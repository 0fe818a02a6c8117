//! Per-relationship async resolution cell and caller handles.
//!
//! # Responsibility
//! - Track whether one relationship has a fetch in flight and who waits on it.
//! - Hand callers a future that resolves when the shared fetch completes.
//!
//! # Invariants
//! - At most one fetch per relationship instance is in flight; later readers
//!   attach to the existing waiter list.
//! - A fetch result only applies to the cell that issued that fetch id.
//! - Dropping the cell (relationship/record unloaded) cancels all waiters.

use crate::model::key::RecordKey;
use futures::channel::oneshot;
use std::error::Error;
use std::fmt::{Display, Formatter};
use std::future::Future;
use std::pin::Pin;
use std::task::{Context, Poll};

/// Errors delivered to callers awaiting an async relationship.
#[derive(Debug, Clone, PartialEq, Eq)]
pub enum FetchError {
    /// Adapter rejected the fetch.
    Adapter(String),
    /// Adapter resolved with data the graph refused.
    InvalidPayload(String),
    /// Relationship or record was unloaded before the fetch completed.
    Cancelled,
}

impl Display for FetchError {
    fn fmt(&self, f: &mut Formatter<'_>) -> std::fmt::Result {
        match self {
            Self::Adapter(message) => write!(f, "relationship fetch failed: {message}"),
            Self::InvalidPayload(message) => {
                write!(f, "relationship fetch returned invalid data: {message}")
            }
            Self::Cancelled => write!(f, "relationship fetch was cancelled"),
        }
    }
}

impl Error for FetchError {}

/// Resolved value of one relationship read.
#[derive(Debug, Clone, PartialEq, Eq)]
pub enum RelatedValue {
    One(Option<RecordKey>),
    Many(Vec<RecordKey>),
}

pub(crate) type FetchOutcome = Result<RelatedValue, FetchError>;

/// Identifies one adapter fetch issued by the store.
pub(crate) type FetchId = u64;

/// Async resolution state of one relationship.
#[derive(Debug, Default)]
pub(crate) enum FetchCell {
    #[default]
    Idle,
    Pending {
        id: FetchId,
        waiters: Vec<oneshot::Sender<FetchOutcome>>,
    },
}

impl FetchCell {
    pub(crate) fn is_pending(&self) -> bool {
        matches!(self, Self::Pending { .. })
    }

    /// Whether this cell is waiting on fetch `id`.
    pub(crate) fn awaits(&self, id: FetchId) -> bool {
        matches!(self, Self::Pending { id: pending, .. } if *pending == id)
    }

    /// Marks fetch `id` as in flight with its first waiter.
    pub(crate) fn begin(&mut self, id: FetchId, waiter: oneshot::Sender<FetchOutcome>) {
        *self = Self::Pending {
            id,
            waiters: vec![waiter],
        };
    }

    /// Attaches a waiter to the pending fetch; returns `false` when idle.
    pub(crate) fn join(&mut self, waiter: oneshot::Sender<FetchOutcome>) -> bool {
        match self {
            Self::Pending { waiters, .. } => {
                waiters.push(waiter);
                true
            }
            Self::Idle => false,
        }
    }

    /// Resets to idle and returns waiters to notify.
    pub(crate) fn take_waiters(&mut self) -> Vec<oneshot::Sender<FetchOutcome>> {
        match std::mem::take(self) {
            Self::Pending { waiters, .. } => waiters,
            Self::Idle => Vec::new(),
        }
    }
}

/// Conversion from a resolved relationship value into the caller's shape.
pub trait FromRelated: Sized {
    fn from_related(value: RelatedValue) -> Result<Self, FetchError>;
}

impl FromRelated for Option<RecordKey> {
    fn from_related(value: RelatedValue) -> Result<Self, FetchError> {
        match value {
            RelatedValue::One(value) => Ok(value),
            RelatedValue::Many(_) => Err(FetchError::InvalidPayload(
                "expected a single related record".to_string(),
            )),
        }
    }
}

impl FromRelated for Vec<RecordKey> {
    fn from_related(value: RelatedValue) -> Result<Self, FetchError> {
        match value {
            RelatedValue::Many(values) => Ok(values),
            RelatedValue::One(_) => Err(FetchError::InvalidPayload(
                "expected a related record collection".to_string(),
            )),
        }
    }
}

/// Future-like handle returned by async relationship reads.
///
/// A pending handle only completes after the owning store settles its
/// in-flight fetches (`Store::settle`).
#[derive(Debug)]
pub struct RelationshipHandle<T> {
    state: HandleState<T>,
}

#[derive(Debug)]
enum HandleState<T> {
    Ready(Option<T>),
    Waiting(oneshot::Receiver<FetchOutcome>),
}

impl<T> RelationshipHandle<T> {
    pub(crate) fn ready(value: T) -> Self {
        Self {
            state: HandleState::Ready(Some(value)),
        }
    }

    pub(crate) fn waiting(receiver: oneshot::Receiver<FetchOutcome>) -> Self {
        Self {
            state: HandleState::Waiting(receiver),
        }
    }

    /// Whether the value depends on an in-flight fetch.
    pub fn is_pending(&self) -> bool {
        matches!(self.state, HandleState::Waiting(_))
    }
}

impl<T: FromRelated + Unpin> Future for RelationshipHandle<T> {
    type Output = Result<T, FetchError>;

    fn poll(self: Pin<&mut Self>, cx: &mut Context<'_>) -> Poll<Self::Output> {
        let this = self.get_mut();
        match &mut this.state {
            HandleState::Ready(value) => Poll::Ready(value.take().ok_or(FetchError::Cancelled)),
            HandleState::Waiting(receiver) => match Pin::new(receiver).poll(cx) {
                Poll::Pending => Poll::Pending,
                Poll::Ready(Ok(outcome)) => Poll::Ready(outcome.and_then(T::from_related)),
                Poll::Ready(Err(_)) => Poll::Ready(Err(FetchError::Cancelled)),
            },
        }
    }
}

#[cfg(test)]
mod tests {
    use super::{FetchCell, FetchError, RelatedValue, RelationshipHandle};
    use crate::model::key::RecordKey;
    use futures::channel::oneshot;
    use futures::executor::block_on;

    #[test]
    fn second_waiter_joins_pending_cell() {
        let mut cell = FetchCell::default();
        let (first, _first_rx) = oneshot::channel();
        let (second, _second_rx) = oneshot::channel();
        let (idle, _idle_rx) = oneshot::channel();
        assert!(!cell.join(idle));
        cell.begin(7, first);
        assert!(cell.join(second));
        assert!(cell.is_pending());
        assert!(cell.awaits(7));
        assert!(!cell.awaits(8));
        assert_eq!(cell.take_waiters().len(), 2);
        assert!(!cell.is_pending());
        assert!(!cell.awaits(7));
    }

    #[test]
    fn waiting_handle_resolves_from_shared_outcome() {
        let mut cell = FetchCell::default();
        let (tx, rx) = oneshot::channel();
        cell.begin(1, tx);
        let handle: RelationshipHandle<Vec<RecordKey>> = RelationshipHandle::waiting(rx);
        assert!(handle.is_pending());

        for waiter in cell.take_waiters() {
            let _ = waiter.send(Ok(RelatedValue::Many(vec![RecordKey::new("user", "1")])));
        }
        assert_eq!(block_on(handle).unwrap(), vec![RecordKey::new("user", "1")]);
    }

    #[test]
    fn dropped_cell_cancels_waiters() {
        let mut cell = FetchCell::default();
        let (tx, rx) = oneshot::channel();
        cell.begin(1, tx);
        let handle: RelationshipHandle<Option<RecordKey>> = RelationshipHandle::waiting(rx);
        drop(cell);
        assert_eq!(block_on(handle).unwrap_err(), FetchError::Cancelled);
    }
}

• **What you are asked to do**
Nothing but the lines from the beginning of the records through the line with "an async relationship." should appear, each printed exactly.

• **Answer for the task**
repository 0fe818a02a6c8117
//! Per-relationship async resolution cell and caller handles.
//!
//! # Responsibility
//! - Track whether one relationship has a fetch in flight and who waits on it.
//! - Hand callers a future that resolves when the shared fetch completes.
//!
//! # Invariants
//! - At most one fetch per relationship instance is in flight; later readers
//!   attach to the existing waiter list.
//! - A fetch result only applies to the cell that issued that fetch id.
//! - Dropping the cell (relationship/record unloaded) cancels all waiters.

use crate::model::key::RecordKey;
use futures::channel::oneshot;
use std::error::Error;
use std::fmt::{Display, Formatter};
use std::future::Future;
use std::pin::Pin;
use std::task::{Context, Poll};

/// Errors delivered to callers awaiting an async relationship.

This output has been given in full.